To establish and maintain a professional medical image in social media, pay careful attention to the content of posts. Be aware that social media content is admissible as evidence in courts of law.

Social media isn’t all fun and games. It’s serious business and keeping one’s professionalism is paramount. Dermatologists’ activities on Facebook, YouTube, Twitter and other social networking sites can and will be used for and against them, according to David J. Goldberg, M.D., J.D.

Dr. Goldberg“All materials on these sites can be used as evidence (both positive and negative) in a court of law and by state board of medical examiners.  Most common suits are for either medical malpractice or fraud,” according to Dr. Goldberg, clinical professor of dermatology and director of laser research at Mount Sinai School of Medicine. Dr. Goldberg is also an adjunct law professor at Fordham Law School.

Separate personal from professional

Dermatologists, like all physicians, should separate their personal and professional lives on social media platforms and adhere to professional standards of practice, according to experts. On Facebook, for example, that means having a practice page and a very separate personal page, blocked from general view with privacy settings.

Should dermatologists “friend” their patients? Dr. Goldberg says it’s best to keep friendly activities on personal—not practice or professional—pages.

“If a personal site does this, it may be perceived as fraternization with patients—raising thorny ethical issues,” Dr.
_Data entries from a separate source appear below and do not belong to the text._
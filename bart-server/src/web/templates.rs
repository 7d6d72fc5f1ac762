//! Askama templates for the web frontend.

use askama::Template;

use crate::board::{BoardRow, DestinationMatch};
use crate::domain::catalog::stations;
use crate::domain::{Direction, LEAVING, StationCode, station_name};
use crate::poll::BoardSnapshot;

/// Shown in place of an arrival time when no trip duration is known.
pub const UNKNOWN_ARRIVAL: &str = "—";

/// The departure board page.
#[derive(Template)]
#[template(path = "board.html")]
pub struct BoardTemplate {
    pub origin_name: String,
    pub direction: &'static str,
    pub destination_name: String,
    pub rows: Vec<RowView>,
    pub notices: Vec<String>,
    /// No cycle has completed for this selection yet
    pub loading: bool,
    pub updated_at: Option<String>,
    pub refresh_secs: u64,
    pub stations: Vec<StationOption>,
    pub directions: Vec<DirectionOption>,
}

impl BoardTemplate {
    pub fn from_snapshot(snap: &BoardSnapshot, refresh_secs: u64) -> Self {
        let sel = snap.selection;
        let destination_name = display_name(&sel.destination);

        let mut notices = Vec::new();
        if snap.destination_match == Some(DestinationMatch::Unfiltered) && !snap.rows.is_empty() {
            notices.push(format!(
                "No train terminates at {destination_name}; showing all {} trains.",
                sel.direction.label().to_lowercase()
            ));
        }
        if let Some(err) = &snap.departures_error {
            notices.push(match snap.destination_match {
                Some(_) => format!(
                    "Live departures could not be refreshed ({}); showing the last known board.",
                    err.message
                ),
                None => format!("Live departures unavailable: {}", err.message),
            });
        }
        if let Some(err) = &snap.duration_error {
            notices.push(match snap.duration {
                Some(d) => format!(
                    "Trip time could not be refreshed ({}); using {d}.",
                    err.message
                ),
                None => format!("Trip time unavailable: {}", err.message),
            });
        }

        Self {
            origin_name: snap
                .station_name
                .clone()
                .unwrap_or_else(|| display_name(&sel.station)),
            direction: sel.direction.label(),
            destination_name,
            rows: snap.rows.iter().map(RowView::from_row).collect(),
            notices,
            loading: snap.cycles == 0,
            updated_at: snap.updated_at.map(|t| t.format("%H:%M:%S").to_string()),
            refresh_secs,
            stations: stations()
                .map(|s| StationOption {
                    code: s.code.to_string(),
                    name: s.name,
                    is_origin: s.code == sel.station,
                    is_destination: s.code == sel.destination,
                })
                .collect(),
            directions: [Direction::South, Direction::North]
                .into_iter()
                .map(|d| DirectionOption {
                    value: d.as_query(),
                    label: d.label(),
                    selected: d == sel.direction,
                })
                .collect(),
        }
    }
}

fn display_name(code: &StationCode) -> String {
    station_name(code).map_or_else(|| code.to_string(), str::to_string)
}

/// One board row for display.
#[derive(Debug, Clone)]
pub struct RowView {
    pub minutes: String,
    pub destination: String,
    pub platform: String,
    pub color: String,
    pub departs_at: String,
    pub arrives_at: String,
    pub arrives_in: String,
}

impl RowView {
    pub fn from_row(row: &BoardRow) -> Self {
        let minutes = if row.minutes == LEAVING {
            row.minutes.clone()
        } else {
            format!("{} min", row.departs_in_mins)
        };

        Self {
            minutes,
            destination: row.destination.clone(),
            platform: row.platform.clone().unwrap_or_default(),
            color: row.line_color.clone().unwrap_or_else(|| "#888888".to_string()),
            departs_at: row.departs_at.clone(),
            arrives_at: row
                .arrives_at
                .clone()
                .unwrap_or_else(|| UNKNOWN_ARRIVAL.to_string()),
            arrives_in: row
                .arrives_in_mins
                .map(|n| format!("in {n} min"))
                .unwrap_or_default(),
        }
    }
}

/// Entry in the station selectors.
#[derive(Debug, Clone)]
pub struct StationOption {
    pub code: String,
    pub name: &'static str,
    pub is_origin: bool,
    pub is_destination: bool,
}

#[derive(Debug, Clone)]
pub struct DirectionOption {
    pub value: &'static str,
    pub label: &'static str,
    pub selected: bool,
}
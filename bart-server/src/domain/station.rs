//! Station code types.

use std::fmt;

use serde::{Serialize, Serializer};

/// Error returned when parsing an invalid station code.
#[derive(Debug, Clone, PartialEq, Eq, thiserror::Error)]
#[error("invalid station code: {reason}")]
pub struct InvalidStationCode {
    reason: &'static str,
}

/// A valid 4-character BART station abbreviation.
///
/// Codes are uppercase ASCII letters and digits (`PHIL`, `EMBR`, `16TH`).
/// Any `StationCode` value is valid by construction.
///
/// # Examples
///
/// ```
/// use bart_server::domain::StationCode;
///
/// let phil = StationCode::parse("PHIL").unwrap();
/// assert_eq!(phil.as_str(), "PHIL");
///
/// // Digits are part of the alphabet
/// assert!(StationCode::parse("16TH").is_ok());
///
/// // Lowercase is rejected by `parse` but accepted by `parse_normalized`
/// assert!(StationCode::parse("phil").is_err());
/// assert!(StationCode::parse_normalized(" phil ").is_ok());
/// ```
#[derive(Clone, Copy, PartialEq, Eq, Hash, PartialOrd, Ord)]
pub struct StationCode([u8; 4]);

impl StationCode {
    /// Parse a station code that is already in canonical form.
    pub fn parse(s: &str) -> Result<Self, InvalidStationCode> {
        let bytes = s.as_bytes();

        if bytes.len() != 4 {
            return Err(InvalidStationCode {
                reason: "must be exactly 4 characters",
            });
        }

        for &b in bytes {
            if !(b.is_ascii_uppercase() || b.is_ascii_digit()) {
                return Err(InvalidStationCode {
                    reason: "must be uppercase ASCII letters or digits",
                });
            }
        }

        Ok(StationCode([bytes[0], bytes[1], bytes[2], bytes[3]]))
    }

    /// Parse user input: surrounding whitespace is trimmed and letters
    /// are uppercased before validation.
    pub fn parse_normalized(s: &str) -> Result<Self, InvalidStationCode> {
        Self::parse(&s.trim().to_ascii_uppercase())
    }

    /// Returns the code as a string slice.
    pub fn as_str(&self) -> &str {
        // Only ASCII alphanumerics are ever stored.
        std::str::from_utf8(&self.0).unwrap_or_default()
    }
}

impl fmt::Debug for StationCode {
    fn fmt(&self, f: &mut fmt::Formatter<'_>) -> fmt::Result {
        write!(f, "StationCode({})", self.as_str())
    }
}

impl fmt::Display for StationCode {
    fn fmt(&self, f: &mut fmt::Formatter<'_>) -> fmt::Result {
        f.write_str(self.as_str())
    }
}

impl Serialize for StationCode {
    fn serialize<S: Serializer>(&self, serializer: S) -> Result<S::Ok, S::Error> {
        serializer.serialize_str(self.as_str())
    }
}


#[cfg(test)]
mod proptests {
    use super::*;
    use proptest::prelude::*;

    proptest! {
        /// Roundtrip: parse then as_str returns the original
        #[test]
        fn roundtrip(s in "[A-Z0-9]{4}") {
            let code = StationCode::parse(&s).unwrap();
            prop_assert_eq!(code.as_str(), s.as_str());
        }

        /// Lowercase input normalizes to the uppercase code
        #[test]
        fn normalized_matches_uppercase(s in "[a-z0-9]{4}") {
            let code = StationCode::parse_normalized(&s).unwrap();
            prop_assert_eq!(code.as_str(), s.to_ascii_uppercase());
        }

        /// Wrong-length strings are always rejected
        #[test]
        fn wrong_length_rejected(s in "[A-Z]{0,3}|[A-Z]{5,10}") {
            prop_assert!(StationCode::parse(&s).is_err());
        }
    }
}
Goldberg says.    

What’s off limits?

If you’re goal is to gain followers and improve your professional presence, you’ll want to avoid topics that might alienate the very people you’re trying to reach.
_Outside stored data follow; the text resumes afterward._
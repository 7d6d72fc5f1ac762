//! Mock BART feed for running without API access.
//!
//! Loads raw upstream JSON from a directory and serves it through the
//! same normalizer as the live client. Files are named
//! `etd_{STATION}_{dir}.json` (e.g. `etd_PHIL_s.json`) and
//! `sched_{ORIG}_{DEST}.json` (e.g. `sched_PHIL_EMBR.json`).

use std::collections::HashMap;
use std::path::Path;
use std::sync::Arc;
use std::sync::atomic::{AtomicUsize, Ordering};

use serde_json::Value;
use tokio::sync::RwLock;
use tracing::info;

use crate::domain::{Direction, StationCode};

use super::error::BartError;
use super::normalize::{EtdBoard, TripCandidate, normalize_etd, normalize_schedule};
use super::source::FeedSource;

/// Mock BART client that serves fixture files.
#[derive(Clone)]
pub struct MockBartClient {
    /// Raw documents keyed by file stem.
    documents: Arc<RwLock<HashMap<String, Value>>>,
    requests: Arc<AtomicUsize>,
}

impl MockBartClient {
    /// Create a mock client by loading every `.json` file in `data_dir`.
    pub fn new(data_dir: impl AsRef<Path>) -> Result<Self, BartError> {
        let documents = load_documents(data_dir.as_ref())?;
        info!(
            files = documents.len(),
            dir = %data_dir.as_ref().display(),
            "loaded mock feed"
        );

        Ok(Self {
            documents: Arc::new(RwLock::new(documents)),
            requests: Arc::new(AtomicUsize::new(0)),
        })
    }

    /// Number of feed requests served so far.
    pub fn request_count(&self) -> usize {
        self.requests.load(Ordering::Relaxed)
    }

    /// Reload fixtures from disk.
    pub async fn reload(&self, data_dir: impl AsRef<Path>) -> Result<(), BartError> {
        let fresh = load_documents(data_dir.as_ref())?;
        *self.documents.write().await = fresh;
        Ok(())
    }

    async fn document(&self, key: &str) -> Result<Value, BartError> {
        self.requests.fetch_add(1, Ordering::Relaxed);
        let documents = self.documents.read().await;
        documents.get(key).cloned().ok_or_else(|| BartError::Api {
            status: 404,
            message: format!("no mock data for {key}"),
        })
    }
}

impl FeedSource for MockBartClient {
    async fn departures(
        &self,
        station: StationCode,
        direction: Direction,
    ) -> Result<EtdBoard, BartError> {
        let doc = self
            .document(&format!("etd_{}_{}", station, direction.as_query()))
            .await?;
        Ok(normalize_etd(&doc)?)
    }

    async fn trips(
        &self,
        origin: StationCode,
        destination: StationCode,
    ) -> Result<Vec<TripCandidate>, BartError> {
        let doc = self
            .document(&format!("sched_{origin}_{destination}"))
            .await?;
        Ok(normalize_schedule(&doc)?)
    }
}

fn load_documents(data_dir: &Path) -> Result<HashMap<String, Value>, BartError> {
    let entries = std::fs::read_dir(data_dir).map_err(|e| {
        BartError::NotConfigured(format!("failed to read mock data directory: {e}"))
    })?;

    let mut documents = HashMap::new();
    for entry in entries {
        let path = entry
            .map_err(|e| BartError::NotConfigured(format!("failed to read directory entry: {e}")))?
            .path();

        if !path.is_file() || path.extension().and_then(|s| s.to_str()) != Some("json") {
            continue;
        }

        let Some(stem) = path.file_stem().and_then(|s| s.to_str()) else {
            continue;
        };

        let json = std::fs::read_to_string(&path)
            .map_err(|e| BartError::NotConfigured(format!("failed to read {path:?}: {e}")))?;
        let doc: Value = serde_json::from_str(&json).map_err(|e| BartError::Json {
            message: format!("{path:?}: {e}"),
            body: None,
        })?;

        documents.insert(stem.to_string(), doc);
    }

    if documents.is_empty() {
        return Err(BartError::NotConfigured(format!(
            "no mock feed files found in {data_dir:?}"
        )));
    }

    Ok(documents)
}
Dr. Vartabedian“It really depends on how you view your feed and how you view your public presence. For most physicians, they want to maintain a professional presence in public. Similarly, when you are on a couple of platforms, where there are patients and hospital administrators, and your colleagues are there, you’re going to conduct yourself like you would if you were in a restaurant in public or a meeting,” says Bryan Vartabedian, M.D., pediatrician, assistant professor of pediatrics at Baylor College of Medicine, Houston, and founder of 33Charts.com, a blog he started in 2009, which explores the intersection of medicine, social media and technology.
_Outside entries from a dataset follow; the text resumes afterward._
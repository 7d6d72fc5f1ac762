//! Shape normalization for BART feed responses.
//!
//! The BART API's JSON is translated from XML, so its shape depends on
//! the data: a node holding one result may arrive as a bare object or as
//! a one-element array, and XML attributes surface as `@`-prefixed keys
//! (`@tripTime`) where other responses use plain keys (`tripTime`).
//!
//! Everything here is a pure function from a `serde_json::Value` to the
//! canonical records below. Fields are looked up by their plain spelling
//! first and their `@` spelling second. A record missing a required field
//! is dropped, never filled with a default. A missing container is a
//! [`ShapeError`], which is distinct from a container holding no items.

use serde_json::{Map, Value};
use tracing::debug;

type Record = Map<String, Value>;

/// The upstream document did not have the expected structure.
#[derive(Debug, Clone, PartialEq, Eq, thiserror::Error)]
pub enum ShapeError {
    /// A container node that must exist was absent.
    #[error("feed response has no `{0}` node")]
    MissingContainer(&'static str),

    /// The feed replaced its payload with an error message.
    #[error("feed reported an error: {0}")]
    Upstream(String),
}

/// How a JSON node is shaped.
#[derive(Debug, Clone, Copy)]
pub enum Shape<'a> {
    /// Missing or `null`.
    Absent,
    Scalar(&'a Value),
    Record(&'a Record),
    Sequence(&'a [Value]),
}

impl<'a> Shape<'a> {
    pub fn of(value: Option<&'a Value>) -> Self {
        match value {
            None | Some(Value::Null) => Shape::Absent,
            Some(Value::Object(map)) => Shape::Record(map),
            Some(Value::Array(items)) => Shape::Sequence(items),
            Some(other) => Shape::Scalar(other),
        }
    }

    /// All records at this node, in document order. A bare object is a
    /// sequence of one; non-object elements are skipped.
    pub fn records(self) -> Vec<&'a Record> {
        match self {
            Shape::Record(map) => vec![map],
            Shape::Sequence(items) => items.iter().filter_map(Value::as_object).collect(),
            Shape::Absent | Shape::Scalar(_) => Vec::new(),
        }
    }

    /// The first record at this node.
    pub fn first_record(self) -> Option<&'a Record> {
        match self {
            Shape::Record(map) => Some(map),
            Shape::Sequence(items) => items.iter().find_map(Value::as_object),
            Shape::Absent | Shape::Scalar(_) => None,
        }
    }

    /// Scalar text at this node. A one-element sequence is unwrapped;
    /// blank strings count as absent.
    pub fn text(self) -> Option<String> {
        match self {
            Shape::Scalar(Value::String(s)) => {
                let s = s.trim();
                (!s.is_empty()).then(|| s.to_string())
            }
            Shape::Scalar(Value::Number(n)) => Some(n.to_string()),
            Shape::Scalar(Value::Bool(b)) => Some(b.to_string()),
            Shape::Sequence([single]) => Shape::of(Some(single)).text(),
            _ => None,
        }
    }

    fn is_absent(&self) -> bool {
        matches!(self, Shape::Absent)
    }
}
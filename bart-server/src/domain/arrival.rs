//! Projected departure and arrival times.

use chrono::NaiveDateTime;

/// When a train is expected at the rider's destination.
#[derive(Debug, Clone, Copy, PartialEq, Eq)]
pub enum Arrival {
    /// Departure offset plus the resolved trip duration.
    At { in_mins: u32, clock: NaiveDateTime },
    /// No trip duration is known, so no arrival is claimed.
    Unknown,
}

impl Arrival {
    pub fn clock(&self) -> Option<NaiveDateTime> {
        match self {
            Arrival::At { clock, .. } => Some(*clock),
            Arrival::Unknown => None,
        }
    }

    pub fn in_mins(&self) -> Option<u32> {
        match self {
            Arrival::At { in_mins, .. } => Some(*in_mins),
            Arrival::Unknown => None,
        }
    }
}

/// Wall-clock projection of one departure estimate.
///
/// Derived every cycle from an estimate and the current duration;
/// never stored beyond the snapshot it was computed for.
#[derive(Debug, Clone, Copy, PartialEq, Eq)]
pub struct ProjectedArrival {
    pub departs_in_mins: u32,
    pub departs_at: NaiveDateTime,
    pub arrival: Arrival,
}

/// Format a wall-clock time the way the board shows it (24-hour `HH:MM`).
pub fn clock_label(t: NaiveDateTime) -> String {
    t.format("%H:%M").to_string()
}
Highly-charged personal opinions about controversial topics are, in most cases, better left to your personal conversations and platforms. Dr. Vartabedian says that he avoids religion and politics, tends not to talk about alcohol, and doesn’t badmouth his employer and hospital.

“There are some physicians who are really passionate about the fact that we, as physicians, should be talking about politics, and we should be politically active. I get that,” Dr. Vartabedian says. “But if you take the Presidential campaign during the last election…let’s say you’re a dermatologist and you had a very busy and active Twitter following. If you started talking about which candidate you were endorsing or behind, you would very likely have alienated half the people you were following.”

Professional, but human

Social media engagement means revealing your character and parts of your personality. So, while doctors need to keep things professional, they should try to avoid coming across mechanically or robotically.

Patricia RedsickerPatricia Redsicker, social media manager for the U.S. Pharmacopeial Convention (USP) and a former social media consultant for dermatologists and others, says it helps to build relationships when doctors show personality. Some might sign off on blogs and some posts with their first name, like Dr. Joe.

“I’ve been talking to this family doctor in New Jersey, and he always signs off ‘Greg’ on Google +. I feel like I know him. Makes him more approachable and likeable,” Redsicker says. “Definitely show your personality, but be careful with the actual content of the conversation.”